In the latest wrinkle in a buoyant surge of tourism that has swept New
York for more than two years, Brooklyn, that historically rich, much
maligned place of 2.3 million people that the Dodgers, Barbra Streisand
and Woody Allen left, is suddenly on the itinerary. At least for an
intrepid few.
Brooklyn business people, and the visitors themselves, offer several
reasons for the borough's new popularity. As in much of the city, fear of
crime has subsided. Many North American visitors can trace ancestors to
Brooklyn, travelers from Europe are attracted by the elegance and history
of the borough's brownstones and churches, and many tourists come simply
for a brief glimpse of traditional, middle-income residential areas in a
city normally defined by the extremes of architecture, finance and human
relations.
"They want to see where we live, and get a feeling for our ethnicity,"
said JoAnne Meyers, manager of the Brooklyn Tourism Council, a
four-year-old group whose Web page
(Http://www.brooklyn.org/whoweare/tourism) has been attracting hits in
recent months from across Europe, Argentina, Israel and Japan.
"We are like a human zoo," she said. "Everybody wants to come and see how
we live together because we do it so well."
Whatever the attraction, the emergence of Brooklyn as a tourist
destination - or at least an excursion for visitors to Manhattan - is
evident in the growing popularity of its cultural institutions, and in
large new investments in its tourism and lodging businesses.
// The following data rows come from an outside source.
//! Signature headings
//!
//! Each signature of an entry renders as one markdown heading:
//!
//! ```text
//! #### <a id="always" href="#always">#</a> **always**<T>(value: T): Decoder<T> (source)
//! ```
//!
//! with every type fragment escaped and styled. Only the first overload of an
//! entry carries the `id`, so anchors stay unique on a page.

use super::html::format_type;
use crate::config::SiteConfig;
use crate::registry::{Param, RegistryEntry, Signature, Table};

/// Default heading level for signature blocks
pub const HEADING_LEVEL: usize = 4;

/// Markdown backlink to an entry's definition, or empty
pub fn source_link(entry: &RegistryEntry) -> String {
    entry
        .source_url
        .as_deref()
        .map(|url| format!("[<small>(source)</small>]({url} 'Source')"))
        .unwrap_or_default()
}

/// Renders signature heading blocks
pub struct SignatureRenderer<'a> {
    site: &'a SiteConfig,
    heading_level: usize,
}

impl<'a> SignatureRenderer<'a> {
    /// Create a renderer with the default heading level
    pub fn new(site: &'a SiteConfig) -> Self {
        Self {
            site,
            heading_level: HEADING_LEVEL,
        }
    }

    /// Use a different heading level
    pub fn with_heading_level(mut self, level: usize) -> Self {
        self.heading_level = level.clamp(1, 6);
        self
    }

    /// One heading per signature of the entry
    pub fn render_entry(&self, table: Table, entry: &RegistryEntry) -> Vec<String> {
        entry
            .signatures
            .iter()
            .enumerate()
            .map(|(i, sig)| self.render_signature(table, entry, sig, i == 0))
            .collect()
    }

    /// Render one heading. `anchored` adds the `id` for the entry name.
    pub fn render_signature(
        &self,
        table: Table,
        entry: &RegistryEntry,
        sig: &Signature,
        anchored: bool,
    ) -> String {
        let name = &entry.name;
        let marker = if anchored {
            format!("<a id=\"{name}\" href=\"#{name}\">#</a>")
        } else {
            format!("<a href=\"#{name}\">#</a>")
        };

        let mut heading = format!(
            "{} {} **{}**{}{}: {}",
            "#".repeat(self.heading_level),
            marker,
            entry.display_name(table),
            self.type_params(sig),
            self.params(sig),
            self.return_type(sig),
        );

        let source = source_link(entry);
        if !source.is_empty() {
            heading.push(' ');
            heading.push_str(&source);
        }
        heading
    }

    /// `<T, V>` segment, or empty when there are no type parameters
    pub fn type_params(&self, sig: &Signature) -> String {
        if sig.type_params.is_empty() {
            return String::new();
        }
        format_type(&format!("<{}>", sig.type_params.join(", ")), self.site)
    }

    /// `(a: A, b: B)` segment, or empty for value signatures
    pub fn params(&self, sig: &Signature) -> String {
        match &sig.params {
            None => String::new(),
            Some(params) => {
                let rendered: Vec<String> = params.iter().map(|p| self.param(p)).collect();
                format!("({})", rendered.join(", "))
            }
        }
    }

    fn param(&self, param: &Param) -> String {
        match (&param.name, &param.ty) {
            (Some(name), Some(ty)) => format!("{name}: {}", format_type(ty, self.site)),
            (None, Some(ty)) => format_type(ty, self.site),
            (Some(name), None) => name.clone(),
            (None, None) => String::new(),
        }
    }

    /// Return type segment
    pub fn return_type(&self, sig: &Signature) -> String {
        format_type(&sig.return_type, self.site)
    }
}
Foremost among them is the new Marriott, in downtown Brooklyn next to
MetroTech, the office and university complex that was built in the 1980's
as one of New York City's most sweeping urban renewal projects. The hotel
fills the lower seven floors of a 32-story building, where the higher
floors - and unbroken views of Manhattan - are claimed by the office of
the Brooklyn District Attorney, an insurance company and other business
tenants.
The hotel is intended mainly as a destination for business travelers
because of its proximity to Metrotech. Its large underground garage will
allow easier access by car than most Manhattan hotels, and Marriott says
its weeknight room rates of $180 to $230 are at least 20 percent below
those at comparable hotels in Manhattan.
But Marriott executives said they planned to promote the hotel
aggressively to tourists.
"Tourism is already catching on in Brooklyn, and we think we can spur a
lot more," said Mitchell Heymann, director of marketing for the hotel,
formally the New York Marriott Brooklyn, which has booked almost all its
rooms next weekend for a convention of black business women. He said that
group might provide an example of the kind of guests who would enhance
Brooklyn's reputation as a tourist stop, because they could be expected to
explore neighborhoods elsewhere in the borough.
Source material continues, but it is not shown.